• _Exercise_: Set down all of the records exactly.

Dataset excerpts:

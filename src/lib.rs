mod utils;

pub mod accumulator;
pub mod diagnostics;
pub mod metrics;
pub mod observer;
pub mod report;
pub mod scoring;
pub mod session;
pub mod settings;
pub mod sink;
pub mod timeline;

pub use accumulator::{Accumulator, AccumulatorState};
pub use diagnostics::Finding;
pub use metrics::{MetricSample, MetricValue, SignalKind};
pub use observer::{
    ChannelSource, EntryBatch, EntryFeed, ObservationPump, ObservationSource, RawEntry,
    SignalChannel, SubscribeOptions, Visibility,
};
pub use report::{Report, ReportBuilder};
pub use scoring::{ConfigError, ScoringConfig, ScoringTable, TriageConfig, Verdict};
pub use session::{SessionController, SessionState, SessionStatus};
pub use settings::Settings;
pub use sink::{ConsoleSink, LogSink, NullSink};
pub use timeline::{TimelineEvent, TimelineLog};

/// Installs `env_logger` as the `log` backend. `RUST_LOG` still wins over
/// the level picked here. Calling it twice is harmless.
pub fn init_logging(debug: bool) {
    let level = if debug {
        log::LevelFilter::Debug
    } else {
        log::LevelFilter::Info
    };
    let _ = env_logger::Builder::new()
        .filter_level(level)
        .parse_default_env()
        .try_init();
}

• _Written response_:
filename src/lib.rs
mod utils;

pub mod accumulator;
pub mod diagnostics;
pub mod metrics;
pub mod observer;
pub mod report;
pub mod scoring;
pub mod session;
pub mod settings;
pub mod sink;
pub mod timeline;

pub use accumulator::{Accumulator, AccumulatorState};
pub use diagnostics::Finding;
pub use metrics::{MetricSample, MetricValue, SignalKind};
pub use observer::{
    ChannelSource, EntryBatch, EntryFeed, ObservationPump, ObservationSource, RawEntry,
    SignalChannel, SubscribeOptions, Visibility,
};
pub use report::{Report, ReportBuilder};
pub use scoring::{ConfigError, ScoringConfig, ScoringTable, TriageConfig, Verdict};
pub use session::{SessionController, SessionState, SessionStatus};
pub use settings::Settings;
pub use sink::{ConsoleSink, LogSink, NullSink};
pub use timeline::{TimelineEvent, TimelineLog};

/// Installs `env_logger` as the `log` backend. `RUST_LOG` still wins over
/// the level picked here. Calling it twice is harmless.
pub fn init_logging(debug: bool) {
    let level = if debug {
        log::LevelFilter::Debug
    } else {
        log::LevelFilter::Info
    };
    let _ = env_logger::Builder::new()
        .filter_level(level)
        .parse_default_env()
        .try_init();
}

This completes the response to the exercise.